Paroles de ChaCha, Récits imaginaires

La routine

12/03/2018

Elle le regarde, il est là dans la même pièce et pourtant si loin.

Elle voudrait lui dire quelque chose, lui demander d’arrêter, elle voudrait arrêter le temps.

Quand est-ce que ça a commencé, quand la magie a t-elle pris fin ?

Depuis combien de temps ne lui a t-il pas pris la main ?

Elle le frôle, le dévisage mais aucun son ne sort de sa bouche.

Elle le cherche du regard, le provoque avec une ou deux phrases choc, mais rien.

Elle, qu’a t-elle fait ou qu’aurait-elle dû faire ? Lui parler davantage ou se taire ?

Qui a commencé avant que cela ne finisse ? Où en est leur amour, avant que la routine ne s’immisce ?

Sont-ils encore heureux, peut-on dire qu’ils sont amoureux ?

Le réveil sonne chaque matin, les mêmes gestes, les mêmes scènes se répètent dans les mêmes pièces de cette maison froide.

Il n’y a pourtant aucun geste méchant, aucun reproche assurément, rien de plus qu’un silence assourdissant.

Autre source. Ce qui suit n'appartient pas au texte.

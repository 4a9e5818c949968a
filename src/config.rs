use crate::{app_dirs::AppDirs, sample::SampleKind};
use serde::{Deserialize, Serialize};
use std::fs;
use std::path::{Path, PathBuf};
use tracing::warn;

pub const DEFAULT_TICK_RATE_MS: u64 = 300;

#[derive(Debug, Clone, Serialize, Deserialize, PartialEq)]
#[serde(default)]
pub struct Config {
    pub tick_rate_ms: u64,
    pub source: SampleKind,
    pub samples_file: Option<PathBuf>,
    pub generated_sentences: usize,
    pub show_wrong_percent: bool,
}

impl Default for Config {
    fn default() -> Self {
        Self {
            tick_rate_ms: DEFAULT_TICK_RATE_MS,
            source: SampleKind::Builtin,
            samples_file: None,
            generated_sentences: 1,
            show_wrong_percent: true,
        }
    }
}

/// Command line settings layered on top of the stored config
#[derive(Debug, Clone, Default)]
pub struct Overrides {
    pub tick_rate_ms: Option<u64>,
    pub source: Option<SampleKind>,
    pub samples_file: Option<PathBuf>,
    pub generated_sentences: Option<usize>,
    pub hide_wrong_percent: bool,
}

impl Config {
    pub fn with_overrides(mut self, o: &Overrides) -> Self {
        if let Some(ms) = o.tick_rate_ms {
            self.tick_rate_ms = ms;
        }
        if let Some(path) = &o.samples_file {
            self.samples_file = Some(path.clone());
            self.source = SampleKind::File;
        }
        // an explicit source beats the one implied by --file
        if let Some(source) = o.source {
            self.source = source;
        }
        if let Some(n) = o.generated_sentences {
            self.generated_sentences = n;
        }
        if o.hide_wrong_percent {
            self.show_wrong_percent = false;
        }
        self
    }

    /// Tick interval, never below 10ms
    pub fn tick_rate_ms(&self) -> u64 {
        self.tick_rate_ms.max(10)
    }
}

pub trait ConfigStore {
    fn load(&self) -> Config;
    fn save(&self, cfg: &Config) -> std::io::Result<()>;
}

#[derive(Debug, Clone)]
pub struct FileConfigStore {
    path: PathBuf,
}

impl FileConfigStore {
    #[allow(clippy::new_without_default)]
    pub fn new() -> Self {
        Self {
            path: AppDirs::config_path(),
        }
    }

    pub fn with_path<P: AsRef<Path>>(p: P) -> Self {
        Self {
            path: p.as_ref().to_path_buf(),
        }
    }

    pub fn path(&self) -> &Path {
        &self.path
    }
}

impl Default for FileConfigStore {
    fn default() -> Self {
        Self::new()
    }
}

impl ConfigStore for FileConfigStore {
    fn load(&self) -> Config {
        let bytes = match fs::read(&self.path) {
            Ok(bytes) => bytes,
            Err(_) => return Config::default(),
        };
        match serde_json::from_slice::<Config>(&bytes) {
            Ok(cfg) => cfg,
            Err(err) => {
                warn!(path = %self.path.display(), error = %err, "ignoring unreadable config");
                Config::default()
            }
        }
    }

    fn save(&self, cfg: &Config) -> std::io::Result<()> {
        if let Some(parent) = self.path.parent() {
            fs::create_dir_all(parent)?;
        }
        let data = serde_json::to_vec_pretty(cfg)?;
        fs::write(&self.path, data)
    }
}
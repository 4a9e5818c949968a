use std::sync::mpsc;
use std::time::Duration;

use crossterm::event::{KeyCode, KeyEvent, KeyModifiers};
use typemeter::app::{Action, App, AppState};
use typemeter::clock::ManualClock;
use typemeter::config::Config;
use typemeter::runtime::{FixedTicker, Runner, TestEventSource, TypeEvent};
use typemeter::sample::FixedSample;

fn key(c: char) -> TypeEvent {
    TypeEvent::Key(KeyEvent::new(KeyCode::Char(c), KeyModifiers::NONE))
}

fn app(prompt: &str, clock: &ManualClock) -> App<ManualClock> {
    App::new(
        &Config::default(),
        Box::new(FixedSample(prompt.to_string())),
        clock.clone(),
    )
}

// Headless run through Runner/TestEventSource without a TTY
#[test]
fn headless_typing_flow_completes() {
    let clock = ManualClock::new(0);
    let mut app = app("hi", &clock);

    let (tx, rx) = mpsc::channel();
    let runner = Runner::new(TestEventSource::new(rx), FixedTicker::from_millis(5));

    tx.send(key('h')).unwrap();
    tx.send(key('i')).unwrap();

    for _ in 0..100u32 {
        match runner.step() {
            TypeEvent::Tick => {
                clock.advance(300);
                app.on_tick();
            }
            TypeEvent::Resize => {}
            TypeEvent::Key(k) => {
                app.on_key(k);
                if app.session().is_finished() {
                    break;
                }
            }
        }
    }

    assert!(app.session().is_finished(), "session should have finished");
    assert_eq!(app.state, AppState::Results);
    assert_eq!(app.session().accuracy(), 100);
    assert_eq!(app.session().wrong_percent(), 0);
}

#[test]
fn ticks_keep_wpm_moving_while_paused() {
    let clock = ManualClock::new(0);
    let mut app = app("hello world", &clock);

    let (tx, rx) = mpsc::channel();
    let runner = Runner::new(TestEventSource::new(rx), FixedTicker::from_millis(1));

    for c in "hello".chars() {
        tx.send(key(c)).unwrap();
    }

    let mut readings = vec![];
    for _ in 0..200u32 {
        match runner.step() {
            TypeEvent::Tick => {
                clock.advance(300);
                app.on_tick();
                if app.session().typed() == "hello" {
                    readings.push(app.session().wpm());
                }
            }
            TypeEvent::Key(k) => {
                app.on_key(k);
            }
            TypeEvent::Resize => {}
        }
        if readings.len() >= 20 {
            break;
        }
    }

    assert!(readings.len() >= 20);
    assert!(readings.windows(2).all(|w| w[1] <= w[0]));
    assert!(readings.last() < readings.first());
    assert_eq!(app.session().typed(), "hello");
}

#[test]
fn ticks_after_finish_change_nothing() {
    let clock = ManualClock::new(0);
    let mut app = app("ok", &clock);

    app.on_key(KeyEvent::new(KeyCode::Char('o'), KeyModifiers::NONE));
    clock.advance(1_200);
    app.on_key(KeyEvent::new(KeyCode::Char('k'), KeyModifiers::NONE));
    let done = app.session().clone();

    let (_tx, rx) = mpsc::channel();
    let runner = Runner::new(
        TestEventSource::new(rx),
        FixedTicker::new(Duration::from_millis(1)),
    );
    for _ in 0..5 {
        if let TypeEvent::Tick = runner.step() {
            clock.advance(10_000);
            app.on_tick();
        }
    }

    assert_eq!(app.session(), &done);
}

#[test]
fn new_test_after_results_starts_clean() {
    let clock = ManualClock::new(0);
    let mut app = app("go", &clock);

    for c in "go".chars() {
        app.on_key(KeyEvent::new(KeyCode::Char(c), KeyModifiers::NONE));
    }
    assert_eq!(app.state, AppState::Results);

    assert_eq!(
        app.on_key(KeyEvent::new(KeyCode::Char('n'), KeyModifiers::NONE)),
        Action::Continue
    );
    assert_eq!(app.state, AppState::Typing);
    assert_eq!(app.session().target(), "go");
    assert!(!app.session().has_started());
    assert_eq!(app.session().wpm(), 0);
    assert_eq!(app.session().accuracy(), 100);
}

Des draps froissés, une lumière qui s’allume, le micro-ondes qui « bip », une cuillère qui tinte, un emballage que l’on froisse, une poubelle qui se ferme. Ces bruits s’accumulent et deviennent un cauchemar, alors même qu’elle traine des pieds pour le rejoindre et devant lui s’asseoir.

Ils échangent à peine un regard, il se lève emporte avec lui sa tasse et tous ses espoirs, la laissant là pleine de désespoir…

 

Paroles de ChaCha, Récits imaginaires

Avant de s’endormir…

11/03/2018

Elle voudrait éteindre la lumière, remonter la couette et simplement fermer les yeux, mais il n’en est rien.

Elle se relève, son téléphone à la main pour l’éclairer et s’approche de son tout-petit pour l’entendre respirer… Cela dure 3 secondes, guère plus, mais cela suffit à la rassurer…

A pas de loup, elle quitte la première chambre et fait irruption dans la seconde, avec la même minutie comme s’il y avait une bombe. Les ronflements la rassurent, mais c’est la couette et cette jambe qui ne veut jamais rester en place qui ont toute son attention et c’est avec précision, dans la pénombre qu’elle réajuste la position de son petit champion.

Elle se retrouve sur le palier des chambres un peu désorientée, comme si elle avait oublié ce qu’elle venait chercher.

Etourdie et résignée, elle retourne se coucher. Elle jette un dernier coup d’œil sur son téléphone, vérifie les notifications, les pouces levés ou les cœurs affichés : Instagram, Facebook, elle ne peut s’en empêcher.

Il est tant, grand temps de débrancher, pour autant elle ne va pas y arriver. Elle prendrait bien un livre, mais elle serait bien capable de le terminer.

D’une main elle éteint l’écran, de l’autre amorce un pénible retournement et se persuade que c’est l’heure, oui l’heure de dormir profondément.

Ajuster l’oreiller, se caler, rassembler les paumes et ne pas oublier de prier, de remercier Dieu pour cette journée écoulée et fermer les yeux plus fort.

Fermer les yeux et dormir, le rêve, le luxe qu’elle ne s’offre pas. Sa tête et son esprit son très forts à ce jeu là et la torture commencera là.

Et si ?

Et pourquoi ?

Et combien ?

Et pourquoi pas ?

Et quand ?

Et qui ?

Et j’aurai dû…

Et j’aurai pu…

Et si j’avais…

Un tourbillon d’interrogations, de doute, d’images qui repassent dans sa tête et son cœur qui s’emballe.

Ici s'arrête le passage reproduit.